> WHAT YOU NEED TO DO
Exact repetition is the task: copy every entry below.

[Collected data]

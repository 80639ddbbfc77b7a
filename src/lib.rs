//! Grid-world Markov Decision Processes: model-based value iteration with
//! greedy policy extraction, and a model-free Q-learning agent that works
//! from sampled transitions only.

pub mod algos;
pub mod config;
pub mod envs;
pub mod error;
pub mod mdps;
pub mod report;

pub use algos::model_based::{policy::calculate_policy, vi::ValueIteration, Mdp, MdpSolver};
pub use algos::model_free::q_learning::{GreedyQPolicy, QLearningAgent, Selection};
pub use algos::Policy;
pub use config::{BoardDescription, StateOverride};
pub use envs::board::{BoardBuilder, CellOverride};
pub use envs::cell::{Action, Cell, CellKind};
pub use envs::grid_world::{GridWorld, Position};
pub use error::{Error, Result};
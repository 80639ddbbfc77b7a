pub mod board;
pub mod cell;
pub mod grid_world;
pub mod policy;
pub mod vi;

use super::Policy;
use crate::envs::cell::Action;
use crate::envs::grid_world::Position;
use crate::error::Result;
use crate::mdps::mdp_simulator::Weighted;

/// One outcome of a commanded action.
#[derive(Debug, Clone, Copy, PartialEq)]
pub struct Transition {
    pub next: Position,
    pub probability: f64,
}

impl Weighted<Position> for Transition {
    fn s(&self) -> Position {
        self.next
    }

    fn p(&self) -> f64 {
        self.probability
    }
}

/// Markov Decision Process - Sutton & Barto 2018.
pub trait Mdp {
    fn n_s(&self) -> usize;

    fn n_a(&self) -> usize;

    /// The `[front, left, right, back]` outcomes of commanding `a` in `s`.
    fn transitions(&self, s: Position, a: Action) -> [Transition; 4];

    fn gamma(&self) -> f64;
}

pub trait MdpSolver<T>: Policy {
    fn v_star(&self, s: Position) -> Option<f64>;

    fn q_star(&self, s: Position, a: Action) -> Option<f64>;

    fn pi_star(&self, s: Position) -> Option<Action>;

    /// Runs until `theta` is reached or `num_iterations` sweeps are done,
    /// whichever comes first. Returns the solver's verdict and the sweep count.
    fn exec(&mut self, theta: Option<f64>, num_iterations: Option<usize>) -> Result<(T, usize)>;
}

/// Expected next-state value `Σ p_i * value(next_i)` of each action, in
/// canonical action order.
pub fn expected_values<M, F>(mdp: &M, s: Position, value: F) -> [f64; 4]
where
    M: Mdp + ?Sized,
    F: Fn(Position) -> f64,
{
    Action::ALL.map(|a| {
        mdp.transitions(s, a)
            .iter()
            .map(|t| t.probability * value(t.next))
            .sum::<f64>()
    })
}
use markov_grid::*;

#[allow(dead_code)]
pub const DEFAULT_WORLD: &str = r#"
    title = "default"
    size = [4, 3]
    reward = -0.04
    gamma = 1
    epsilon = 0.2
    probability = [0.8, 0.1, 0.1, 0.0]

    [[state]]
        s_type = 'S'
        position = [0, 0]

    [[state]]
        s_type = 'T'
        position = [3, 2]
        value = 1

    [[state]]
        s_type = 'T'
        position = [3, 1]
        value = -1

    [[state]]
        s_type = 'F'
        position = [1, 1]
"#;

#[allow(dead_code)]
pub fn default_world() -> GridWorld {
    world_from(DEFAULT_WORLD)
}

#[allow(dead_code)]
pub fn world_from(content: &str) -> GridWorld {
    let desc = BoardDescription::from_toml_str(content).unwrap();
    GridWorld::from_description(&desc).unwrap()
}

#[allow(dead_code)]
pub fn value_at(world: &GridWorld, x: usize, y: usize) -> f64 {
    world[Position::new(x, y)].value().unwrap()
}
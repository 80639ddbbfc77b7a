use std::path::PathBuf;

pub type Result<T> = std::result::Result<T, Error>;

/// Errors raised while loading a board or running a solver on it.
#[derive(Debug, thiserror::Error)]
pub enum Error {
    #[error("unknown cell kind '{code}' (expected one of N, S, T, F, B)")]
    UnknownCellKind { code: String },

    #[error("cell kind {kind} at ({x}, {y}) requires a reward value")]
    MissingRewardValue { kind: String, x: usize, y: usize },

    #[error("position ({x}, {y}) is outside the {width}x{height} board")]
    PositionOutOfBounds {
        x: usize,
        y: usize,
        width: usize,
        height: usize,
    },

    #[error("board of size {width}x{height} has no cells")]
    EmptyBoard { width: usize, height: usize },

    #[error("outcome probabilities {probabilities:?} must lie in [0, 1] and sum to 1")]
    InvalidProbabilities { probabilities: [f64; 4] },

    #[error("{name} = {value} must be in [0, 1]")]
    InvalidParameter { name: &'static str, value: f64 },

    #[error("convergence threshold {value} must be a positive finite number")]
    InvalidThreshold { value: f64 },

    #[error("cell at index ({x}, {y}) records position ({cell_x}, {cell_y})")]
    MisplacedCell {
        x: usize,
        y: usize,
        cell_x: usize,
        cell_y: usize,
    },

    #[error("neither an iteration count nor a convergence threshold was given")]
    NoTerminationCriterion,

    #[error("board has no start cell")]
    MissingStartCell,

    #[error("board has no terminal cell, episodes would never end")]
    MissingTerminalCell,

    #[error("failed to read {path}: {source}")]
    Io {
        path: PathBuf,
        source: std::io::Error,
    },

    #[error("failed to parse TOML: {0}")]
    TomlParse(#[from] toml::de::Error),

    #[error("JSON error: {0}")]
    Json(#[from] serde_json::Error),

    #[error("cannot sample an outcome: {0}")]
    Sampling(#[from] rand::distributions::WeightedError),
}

> RESULT OF THIS TASK
repository 80639ddbbfc77b7a
filename src/lib.rs
//! Grid-world Markov Decision Processes: model-based value iteration with
//! greedy policy extraction, and a model-free Q-learning agent that works
//! from sampled transitions only.

pub mod algos;
pub mod config;
pub mod envs;
pub mod error;
pub mod mdps;
pub mod report;

pub use algos::model_based::{policy::calculate_policy, vi::ValueIteration, Mdp, MdpSolver};
pub use algos::model_free::q_learning::{GreedyQPolicy, QLearningAgent, Selection};
pub use algos::Policy;
pub use config::{BoardDescription, StateOverride};
pub use envs::board::{BoardBuilder, CellOverride};
pub use envs::cell::{Action, Cell, CellKind};
pub use envs::grid_world::{GridWorld, Position};
pub use error::{Error, Result};
repository 80639ddbbfc77b7a
pub mod board;
pub mod cell;
pub mod grid_world;
pub mod policy;
pub mod vi;

use super::Policy;
use crate::envs::cell::Action;
use crate::envs::grid_world::Position;
use crate::error::Result;
use crate::mdps::mdp_simulator::Weighted;

/// One outcome of a commanded action.
#[derive(Debug, Clone, Copy, PartialEq)]
pub struct Transition {
    pub next: Position,
    pub probability: f64,
}

impl Weighted<Position> for Transition {
    fn s(&self) -> Position {
        self.next
    }

    fn p(&self) -> f64 {
        self.probability
    }
}

/// Markov Decision Process - Sutton & Barto 2018.
pub trait Mdp {
    fn n_s(&self) -> usize;

    fn n_a(&self) -> usize;

    /// The `[front, left, right, back]` outcomes of commanding `a` in `s`.
    fn transitions(&self, s: Position, a: Action) -> [Transition; 4];

    fn gamma(&self) -> f64;
}

pub trait MdpSolver<T>: Policy {
    fn v_star(&self, s: Position) -> Option<f64>;

    fn q_star(&self, s: Position, a: Action) -> Option<f64>;

    fn pi_star(&self, s: Position) -> Option<Action>;

    /// Runs until `theta` is reached or `num_iterations` sweeps are done,
    /// whichever comes first. Returns the solver's verdict and the sweep count.
    fn exec(&mut self, theta: Option<f64>, num_iterations: Option<usize>) -> Result<(T, usize)>;
}

/// Expected next-state value `Σ p_i * value(next_i)` of each action, in
/// canonical action order.
pub fn expected_values<M, F>(mdp: &M, s: Position, value: F) -> [f64; 4]
where
    M: Mdp + ?Sized,
    F: Fn(Position) -> f64,
{
    Action::ALL.map(|a| {
        mdp.transitions(s, a)
            .iter()
            .map(|t| t.probability * value(t.next))
            .sum::<f64>()
    })
}
use markov_grid::*;

#[allow(dead_code)]
pub const DEFAULT_WORLD: &str = r#"
    title = "default"
    size = [4, 3]
    reward = -0.04
    gamma = 1
    epsilon = 0.2
    probability = [0.8, 0.1, 0.1, 0.0]

    [[state]]
        s_type = 'S'
        position = [0, 0]

    [[state]]
        s_type = 'T'
        position = [3, 2]
        value = 1

    [[state]]
        s_type = 'T'
        position = [3, 1]
        value = -1

    [[state]]
        s_type = 'F'
        position = [1, 1]
"#;

#[allow(dead_code)]
pub fn default_world() -> GridWorld {
    world_from(DEFAULT_WORLD)
}

#[allow(dead_code)]
pub fn world_from(content: &str) -> GridWorld {
    let desc = BoardDescription::from_toml_str(content).unwrap();
    GridWorld::from_description(&desc).unwrap()
}

#[allow(dead_code)]
pub fn value_at(world: &GridWorld, x: usize, y: usize) -> f64 {
    world[Position::new(x, y)].value().unwrap()
}
repository 80639ddbbfc77b7a
use std::path::PathBuf;

pub type Result<T> = std::result::Result<T, Error>;

/// Errors raised while loading a board or running a solver on it.
#[derive(Debug, thiserror::Error)]
pub enum Error {
    #[error("unknown cell kind '{code}' (expected one of N, S, T, F, B)")]
    UnknownCellKind { code: String },

    #[error("cell kind {kind} at ({x}, {y}) requires a reward value")]
    MissingRewardValue { kind: String, x: usize, y: usize },

    #[error("position ({x}, {y}) is outside the {width}x{height} board")]
    PositionOutOfBounds {
        x: usize,
        y: usize,
        width: usize,
        height: usize,
    },

    #[error("board of size {width}x{height} has no cells")]
    EmptyBoard { width: usize, height: usize },

    #[error("outcome probabilities {probabilities:?} must lie in [0, 1] and sum to 1")]
    InvalidProbabilities { probabilities: [f64; 4] },

    #[error("{name} = {value} must be in [0, 1]")]
    InvalidParameter { name: &'static str, value: f64 },

    #[error("convergence threshold {value} must be a positive finite number")]
    InvalidThreshold { value: f64 },

    #[error("cell at index ({x}, {y}) records position ({cell_x}, {cell_y})")]
    MisplacedCell {
        x: usize,
        y: usize,
        cell_x: usize,
        cell_y: usize,
    },

    #[error("neither an iteration count nor a convergence threshold was given")]
    NoTerminationCriterion,

    #[error("board has no start cell")]
    MissingStartCell,

    #[error("board has no terminal cell, episodes would never end")]
    MissingTerminalCell,

    #[error("failed to read {path}: {source}")]
    Io {
        path: PathBuf,
        source: std::io::Error,
    },

    #[error("failed to parse TOML: {0}")]
    TomlParse(#[from] toml::de::Error),

    #[error("JSON error: {0}")]
    Json(#[from] serde_json::Error),

    #[error("cannot sample an outcome: {0}")]
    Sampling(#[from] rand::distributions::WeightedError),
}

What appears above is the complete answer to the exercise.